THE INPUT -
:::::

use crate::cart_actor;
use crate::clients::{CartClient, ProductClient};
use crate::config::StoreConfig;
use crate::model::{Cart, Product};
use crate::product_actor;
use record_framework::{JsonFileStorage, RecordStorage, UuidGenerator};
use tokio::task::{JoinError, JoinHandle};
use tracing::{error, info};

/// The running product and cart stores.
///
/// # Example
///
/// ```ignore
/// let system = CatalogSystem::new(&StoreConfig::from_env()?);
///
/// let product = system.product_client.create_product(params).await?;
/// let cart = system.cart_client.create_cart(CartCreate::default()).await?;
/// system.cart_client.add_product_to_cart(cart.id, product.id, Some(2)).await?;
///
/// system.shutdown().await?;
/// ```
pub struct CatalogSystem {
    /// Client for the product catalog
    pub product_client: ProductClient,

    /// Client for shopping carts
    pub cart_client: CartClient,

    handles: Vec<JoinHandle<()>>,
}

impl CatalogSystem {
    /// Starts both actors on the JSON files named by `config`.
    ///
    /// Must be called inside a tokio runtime. Missing files are fine: the
    /// collection starts empty and the file is created on the first write.
    pub fn new(config: &StoreConfig) -> Self {
        info!(
            products = %config.products_path().display(),
            carts = %config.carts_path().display(),
            format = ?config.format,
            "Starting catalog system"
        );
        Self::with_storage(
            config.channel_buffer,
            JsonFileStorage::new(config.products_path(), config.format),
            JsonFileStorage::new(config.carts_path(), config.format),
        )
    }

    /// Starts both actors on caller-supplied storage.
    pub fn with_storage(
        buffer_size: usize,
        products: impl RecordStorage<Product> + 'static,
        carts: impl RecordStorage<Cart> + 'static,
    ) -> Self {
        let (product_actor, product_client) =
            product_actor::new(buffer_size, products, UuidGenerator);
        let (cart_actor, cart_client) = cart_actor::new(buffer_size, carts, UuidGenerator);

        let product_handle = tokio::spawn(product_actor.run());
        let cart_handle = tokio::spawn(cart_actor.run());

        Self {
            product_client,
            cart_client,
            handles: vec![product_handle, cart_handle],
        }
    }

    /// Drops the clients and waits for both actors to finish.
    ///
    /// Returns the first join error if an actor task panicked.
    pub async fn shutdown(self) -> Result<(), JoinError> {
        info!("Shutting down catalog system...");

        drop(self.product_client);
        drop(self.cart_client);

        for handle in self.handles {
            if let Err(e) = handle.await {
                error!("Actor task failed: {:?}", e);
                return Err(e);
            }
        }

        info!("Catalog system shutdown complete.");
        Ok(())
    }
}
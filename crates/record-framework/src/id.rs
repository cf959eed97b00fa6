//! # Id Generation
//!
//! Record ids come from an [`IdGenerator`] owned by the store actor. The actor
//! additionally skips any generated id that is already present in the loaded
//! collection, so uniqueness within a collection does not rest on the
//! generator alone.

use std::sync::atomic::{AtomicU64, Ordering};
use uuid::Uuid;

/// Source of fresh record ids.
///
/// A create gives up with `StoreError::IdExhausted` if every id drawn for it
/// is already taken, so generators should rarely repeat themselves.
pub trait IdGenerator: Send + Sync {
    fn next_id(&self) -> String;
}

/// Closures work as generators, e.g. `|| format!("cart_{}", counter.fetch_add(1, SeqCst))`.
impl<F> IdGenerator for F
where
    F: Fn() -> String + Send + Sync,
{
    fn next_id(&self) -> String {
        self()
    }
}

/// Random 128-bit (v4) UUIDs.
#[derive(Debug, Clone, Copy, Default)]
pub struct UuidGenerator;

impl IdGenerator for UuidGenerator {
    fn next_id(&self) -> String {
        Uuid::new_v4().to_string()
    }
}

/// `prefix_1`, `prefix_2`, ... Deterministic ids for tests and demos.
#[derive(Debug)]
pub struct SequentialIds {
    prefix: String,
    counter: AtomicU64,
}

impl SequentialIds {
    pub fn new(prefix: impl Into<String>) -> Self {
        Self {
            prefix: prefix.into(),
            counter: AtomicU64::new(1),
        }
    }
}

impl IdGenerator for SequentialIds {
    fn next_id(&self) -> String {
        let n = self.counter.fetch_add(1, Ordering::SeqCst);
        format!("{}_{}", self.prefix, n)
    }
}
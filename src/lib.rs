//! # Catalog & Cart Store
//!
//! A product catalog and shopping carts persisted as flat JSON files.
//!
//! Each collection is owned by one [`StoreActor`](record_framework::StoreActor)
//! from the `record-framework` crate. The actor is the only writer of its file:
//! every request reloads the file, applies one change and writes the whole
//! collection back before the next request is looked at.
//!
//! ## Modules
//!
//! - **[model]**: [`Product`](model::Product), [`Cart`](model::Cart) and their payloads.
//! - **[product_actor]** / **[cart_actor]**: entity rules and error types.
//! - **[clients]**: [`ProductClient`](clients::ProductClient) and [`CartClient`](clients::CartClient).
//! - **[config]**: file locations and format from the environment.
//! - **[lifecycle]**: [`CatalogSystem`](lifecycle::CatalogSystem) starts and stops both actors.
//!
//! ## Adding to a cart
//!
//! Adding a product that the cart already holds increases that line's
//! quantity; a new product is appended after the existing lines. Product
//! ids in a cart are not checked against the catalog.

pub mod cart_actor;
pub mod clients;
pub mod config;
pub mod lifecycle;
pub mod model;
pub mod product_actor;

:::::

TASK DETAILS -
Your task is to reproduce exactly the lines from the one with "stops both actors." through the end of the listing. Both ends belong in the answer.

SOLUTION TO THIS PROBLEM -
//! - **[lifecycle]**: [`CatalogSystem`](lifecycle::CatalogSystem) starts and stops both actors.
//!
//! ## Adding to a cart
//!
//! Adding a product that the cart already holds increases that line's
//! quantity; a new product is appended after the existing lines. Product
//! ids in a cart are not checked against the catalog.

pub mod cart_actor;
pub mod clients;
pub mod config;
pub mod lifecycle;
pub mod model;
pub mod product_actor;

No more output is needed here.